PROVIDED DATA Start Marker

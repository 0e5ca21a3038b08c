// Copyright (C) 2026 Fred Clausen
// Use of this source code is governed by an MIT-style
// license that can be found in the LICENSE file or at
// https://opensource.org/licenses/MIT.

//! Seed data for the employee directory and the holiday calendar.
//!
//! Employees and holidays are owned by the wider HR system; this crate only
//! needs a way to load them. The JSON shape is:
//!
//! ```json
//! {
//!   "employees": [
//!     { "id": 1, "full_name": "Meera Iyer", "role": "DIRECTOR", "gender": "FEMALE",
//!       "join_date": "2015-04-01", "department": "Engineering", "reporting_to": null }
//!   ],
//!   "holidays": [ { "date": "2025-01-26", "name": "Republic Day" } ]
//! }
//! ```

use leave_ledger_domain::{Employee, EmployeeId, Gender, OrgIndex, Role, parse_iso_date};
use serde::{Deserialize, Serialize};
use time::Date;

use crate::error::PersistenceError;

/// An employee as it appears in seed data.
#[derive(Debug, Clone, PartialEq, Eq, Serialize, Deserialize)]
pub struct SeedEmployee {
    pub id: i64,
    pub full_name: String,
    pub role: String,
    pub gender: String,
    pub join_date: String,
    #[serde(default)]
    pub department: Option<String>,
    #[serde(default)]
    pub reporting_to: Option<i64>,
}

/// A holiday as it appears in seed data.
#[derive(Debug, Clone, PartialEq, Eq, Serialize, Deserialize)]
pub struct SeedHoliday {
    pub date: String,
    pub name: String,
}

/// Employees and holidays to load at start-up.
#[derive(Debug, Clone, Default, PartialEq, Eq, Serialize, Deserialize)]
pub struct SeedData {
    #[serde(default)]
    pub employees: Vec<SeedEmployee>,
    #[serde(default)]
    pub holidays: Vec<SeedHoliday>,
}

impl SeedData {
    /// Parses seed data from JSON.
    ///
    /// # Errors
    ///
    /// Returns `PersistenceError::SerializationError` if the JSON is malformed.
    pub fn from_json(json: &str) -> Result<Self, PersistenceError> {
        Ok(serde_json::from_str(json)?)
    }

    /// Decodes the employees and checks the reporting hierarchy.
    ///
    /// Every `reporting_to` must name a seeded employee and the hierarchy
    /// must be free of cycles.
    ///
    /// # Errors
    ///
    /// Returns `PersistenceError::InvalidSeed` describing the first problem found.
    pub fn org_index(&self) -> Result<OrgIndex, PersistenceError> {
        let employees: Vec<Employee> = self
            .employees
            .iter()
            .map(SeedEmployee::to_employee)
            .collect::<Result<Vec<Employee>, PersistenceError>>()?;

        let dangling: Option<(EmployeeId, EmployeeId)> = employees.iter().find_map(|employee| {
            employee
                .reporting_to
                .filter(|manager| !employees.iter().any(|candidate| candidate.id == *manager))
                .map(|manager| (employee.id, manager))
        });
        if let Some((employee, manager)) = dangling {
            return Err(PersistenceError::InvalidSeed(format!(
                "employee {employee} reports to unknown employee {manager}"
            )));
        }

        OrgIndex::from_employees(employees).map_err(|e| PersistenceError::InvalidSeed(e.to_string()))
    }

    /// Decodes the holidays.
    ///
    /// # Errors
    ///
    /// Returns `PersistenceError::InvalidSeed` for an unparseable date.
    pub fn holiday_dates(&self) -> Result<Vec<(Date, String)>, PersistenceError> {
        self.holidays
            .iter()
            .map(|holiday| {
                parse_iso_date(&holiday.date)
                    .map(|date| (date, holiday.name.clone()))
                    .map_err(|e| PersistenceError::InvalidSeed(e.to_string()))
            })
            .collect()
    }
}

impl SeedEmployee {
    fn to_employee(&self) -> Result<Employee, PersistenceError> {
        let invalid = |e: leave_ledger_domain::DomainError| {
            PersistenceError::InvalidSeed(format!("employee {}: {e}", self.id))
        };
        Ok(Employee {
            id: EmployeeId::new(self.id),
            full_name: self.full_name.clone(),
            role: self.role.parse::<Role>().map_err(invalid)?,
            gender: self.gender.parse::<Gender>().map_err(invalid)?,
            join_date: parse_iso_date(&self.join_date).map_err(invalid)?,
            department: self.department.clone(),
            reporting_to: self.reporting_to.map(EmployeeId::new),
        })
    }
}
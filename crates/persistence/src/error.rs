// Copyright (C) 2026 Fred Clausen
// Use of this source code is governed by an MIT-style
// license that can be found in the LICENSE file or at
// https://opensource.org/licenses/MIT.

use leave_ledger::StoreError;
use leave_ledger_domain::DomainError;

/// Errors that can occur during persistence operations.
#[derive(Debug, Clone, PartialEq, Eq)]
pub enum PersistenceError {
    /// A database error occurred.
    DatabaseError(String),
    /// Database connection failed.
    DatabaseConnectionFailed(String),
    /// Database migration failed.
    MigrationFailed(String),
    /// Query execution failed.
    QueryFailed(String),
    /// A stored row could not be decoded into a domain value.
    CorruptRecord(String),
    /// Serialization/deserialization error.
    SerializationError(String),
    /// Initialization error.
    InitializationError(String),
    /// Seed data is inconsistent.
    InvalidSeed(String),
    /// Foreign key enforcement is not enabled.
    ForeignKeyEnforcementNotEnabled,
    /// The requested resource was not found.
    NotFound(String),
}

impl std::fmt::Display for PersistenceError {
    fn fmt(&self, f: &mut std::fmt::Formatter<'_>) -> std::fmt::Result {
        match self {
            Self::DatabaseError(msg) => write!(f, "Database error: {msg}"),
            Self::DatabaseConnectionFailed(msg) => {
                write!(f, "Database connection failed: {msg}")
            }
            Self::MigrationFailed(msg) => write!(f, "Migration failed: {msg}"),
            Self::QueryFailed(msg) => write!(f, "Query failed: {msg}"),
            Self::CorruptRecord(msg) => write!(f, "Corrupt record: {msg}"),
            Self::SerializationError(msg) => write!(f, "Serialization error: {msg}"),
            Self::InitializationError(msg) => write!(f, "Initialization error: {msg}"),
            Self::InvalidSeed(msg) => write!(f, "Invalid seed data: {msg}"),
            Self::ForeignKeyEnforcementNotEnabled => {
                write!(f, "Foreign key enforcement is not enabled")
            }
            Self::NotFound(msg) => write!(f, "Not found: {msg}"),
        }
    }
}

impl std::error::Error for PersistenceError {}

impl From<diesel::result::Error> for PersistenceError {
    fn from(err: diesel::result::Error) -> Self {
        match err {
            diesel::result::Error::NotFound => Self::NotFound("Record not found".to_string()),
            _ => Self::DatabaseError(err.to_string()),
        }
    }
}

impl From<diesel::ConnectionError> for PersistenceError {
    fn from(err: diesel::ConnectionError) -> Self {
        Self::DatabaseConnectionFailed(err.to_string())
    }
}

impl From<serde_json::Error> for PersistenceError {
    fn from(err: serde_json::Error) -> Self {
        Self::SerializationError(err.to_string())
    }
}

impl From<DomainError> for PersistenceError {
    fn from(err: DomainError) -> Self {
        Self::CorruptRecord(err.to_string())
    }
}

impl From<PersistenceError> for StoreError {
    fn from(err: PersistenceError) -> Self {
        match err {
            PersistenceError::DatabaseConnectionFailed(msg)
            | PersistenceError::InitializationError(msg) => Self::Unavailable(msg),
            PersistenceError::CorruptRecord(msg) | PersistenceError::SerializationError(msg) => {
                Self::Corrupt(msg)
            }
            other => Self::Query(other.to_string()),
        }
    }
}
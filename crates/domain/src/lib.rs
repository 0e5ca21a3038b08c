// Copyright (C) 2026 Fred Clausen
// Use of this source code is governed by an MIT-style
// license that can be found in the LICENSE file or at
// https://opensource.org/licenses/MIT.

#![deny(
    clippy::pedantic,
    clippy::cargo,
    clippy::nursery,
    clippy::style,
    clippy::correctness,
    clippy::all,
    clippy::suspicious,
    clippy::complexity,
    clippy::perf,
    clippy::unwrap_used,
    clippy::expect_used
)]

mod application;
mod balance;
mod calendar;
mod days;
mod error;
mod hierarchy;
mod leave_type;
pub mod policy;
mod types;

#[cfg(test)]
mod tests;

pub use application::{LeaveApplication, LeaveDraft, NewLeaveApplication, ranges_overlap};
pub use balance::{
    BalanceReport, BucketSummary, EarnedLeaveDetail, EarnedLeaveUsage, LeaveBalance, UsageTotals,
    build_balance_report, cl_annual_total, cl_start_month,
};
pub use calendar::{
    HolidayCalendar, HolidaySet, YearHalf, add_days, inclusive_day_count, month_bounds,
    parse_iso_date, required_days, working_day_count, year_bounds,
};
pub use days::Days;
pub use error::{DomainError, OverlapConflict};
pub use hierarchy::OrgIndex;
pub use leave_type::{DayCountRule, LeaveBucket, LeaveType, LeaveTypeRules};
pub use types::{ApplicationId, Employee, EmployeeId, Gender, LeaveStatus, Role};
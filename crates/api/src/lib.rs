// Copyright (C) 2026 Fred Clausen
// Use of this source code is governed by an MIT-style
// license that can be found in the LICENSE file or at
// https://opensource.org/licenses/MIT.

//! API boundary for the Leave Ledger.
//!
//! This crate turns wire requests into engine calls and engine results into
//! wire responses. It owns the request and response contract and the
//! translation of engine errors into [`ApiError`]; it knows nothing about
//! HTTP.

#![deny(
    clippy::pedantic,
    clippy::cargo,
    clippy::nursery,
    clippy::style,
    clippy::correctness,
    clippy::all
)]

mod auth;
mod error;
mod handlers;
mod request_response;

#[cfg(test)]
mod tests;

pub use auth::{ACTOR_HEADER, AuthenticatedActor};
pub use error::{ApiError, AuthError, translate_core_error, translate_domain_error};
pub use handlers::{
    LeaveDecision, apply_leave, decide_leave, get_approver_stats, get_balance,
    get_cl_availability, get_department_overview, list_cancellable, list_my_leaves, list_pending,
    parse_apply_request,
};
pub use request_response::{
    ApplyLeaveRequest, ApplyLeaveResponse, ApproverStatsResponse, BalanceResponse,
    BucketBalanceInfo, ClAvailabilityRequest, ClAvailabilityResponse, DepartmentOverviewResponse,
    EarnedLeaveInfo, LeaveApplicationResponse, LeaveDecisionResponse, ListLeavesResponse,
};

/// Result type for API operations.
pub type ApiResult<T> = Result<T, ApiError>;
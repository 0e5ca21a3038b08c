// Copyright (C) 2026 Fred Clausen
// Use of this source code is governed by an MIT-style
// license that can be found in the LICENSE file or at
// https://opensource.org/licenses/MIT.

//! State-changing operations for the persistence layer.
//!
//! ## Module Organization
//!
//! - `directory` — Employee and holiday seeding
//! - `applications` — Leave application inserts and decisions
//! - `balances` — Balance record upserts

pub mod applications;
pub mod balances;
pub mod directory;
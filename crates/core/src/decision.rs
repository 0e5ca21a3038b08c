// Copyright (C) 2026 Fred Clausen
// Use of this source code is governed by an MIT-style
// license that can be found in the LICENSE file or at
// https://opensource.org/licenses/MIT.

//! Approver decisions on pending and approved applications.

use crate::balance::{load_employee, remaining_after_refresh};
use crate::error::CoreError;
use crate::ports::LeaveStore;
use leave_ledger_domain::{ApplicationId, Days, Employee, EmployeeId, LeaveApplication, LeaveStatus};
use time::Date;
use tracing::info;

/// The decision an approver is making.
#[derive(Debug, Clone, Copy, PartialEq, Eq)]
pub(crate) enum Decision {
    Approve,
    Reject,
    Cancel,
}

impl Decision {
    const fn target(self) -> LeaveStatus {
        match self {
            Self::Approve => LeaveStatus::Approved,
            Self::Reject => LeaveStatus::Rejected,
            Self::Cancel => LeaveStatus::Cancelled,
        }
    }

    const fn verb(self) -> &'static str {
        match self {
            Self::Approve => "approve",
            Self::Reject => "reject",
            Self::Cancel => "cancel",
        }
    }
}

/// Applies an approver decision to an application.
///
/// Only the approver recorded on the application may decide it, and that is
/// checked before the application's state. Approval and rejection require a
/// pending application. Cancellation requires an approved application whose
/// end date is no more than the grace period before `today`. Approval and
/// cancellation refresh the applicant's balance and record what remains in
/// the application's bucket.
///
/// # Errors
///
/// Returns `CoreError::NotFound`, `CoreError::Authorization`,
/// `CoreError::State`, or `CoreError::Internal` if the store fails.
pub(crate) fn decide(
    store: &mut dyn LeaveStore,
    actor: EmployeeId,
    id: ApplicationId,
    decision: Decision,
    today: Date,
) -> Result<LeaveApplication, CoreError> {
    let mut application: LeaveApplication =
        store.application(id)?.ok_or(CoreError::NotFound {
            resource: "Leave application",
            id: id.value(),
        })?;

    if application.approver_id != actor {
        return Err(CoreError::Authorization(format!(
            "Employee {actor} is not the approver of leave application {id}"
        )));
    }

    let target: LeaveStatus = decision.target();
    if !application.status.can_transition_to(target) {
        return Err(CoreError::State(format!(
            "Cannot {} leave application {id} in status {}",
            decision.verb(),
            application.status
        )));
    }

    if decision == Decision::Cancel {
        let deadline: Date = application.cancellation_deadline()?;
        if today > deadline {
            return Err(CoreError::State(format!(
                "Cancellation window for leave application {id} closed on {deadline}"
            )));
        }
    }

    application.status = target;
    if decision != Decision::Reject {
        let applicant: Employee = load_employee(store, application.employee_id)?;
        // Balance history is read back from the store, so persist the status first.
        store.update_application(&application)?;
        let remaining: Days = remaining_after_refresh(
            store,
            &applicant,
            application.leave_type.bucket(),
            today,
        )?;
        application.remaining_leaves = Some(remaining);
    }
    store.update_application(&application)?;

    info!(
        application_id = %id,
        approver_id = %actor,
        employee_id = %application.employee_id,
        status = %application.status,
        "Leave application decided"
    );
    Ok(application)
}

PROVIDED DATA End Marker

TASK DIRECTIONS =>
Sift the data above for lines with "CoreError", then copy each one.

WRITTEN REPLY =>
use crate::error::CoreError;
/// Returns `CoreError::NotFound`, `CoreError::Authorization`,
/// `CoreError::State`, or `CoreError::Internal` if the store fails.
) -> Result<LeaveApplication, CoreError> {
        store.application(id)?.ok_or(CoreError::NotFound {
        return Err(CoreError::Authorization(format!(
        return Err(CoreError::State(format!(
            return Err(CoreError::State(format!(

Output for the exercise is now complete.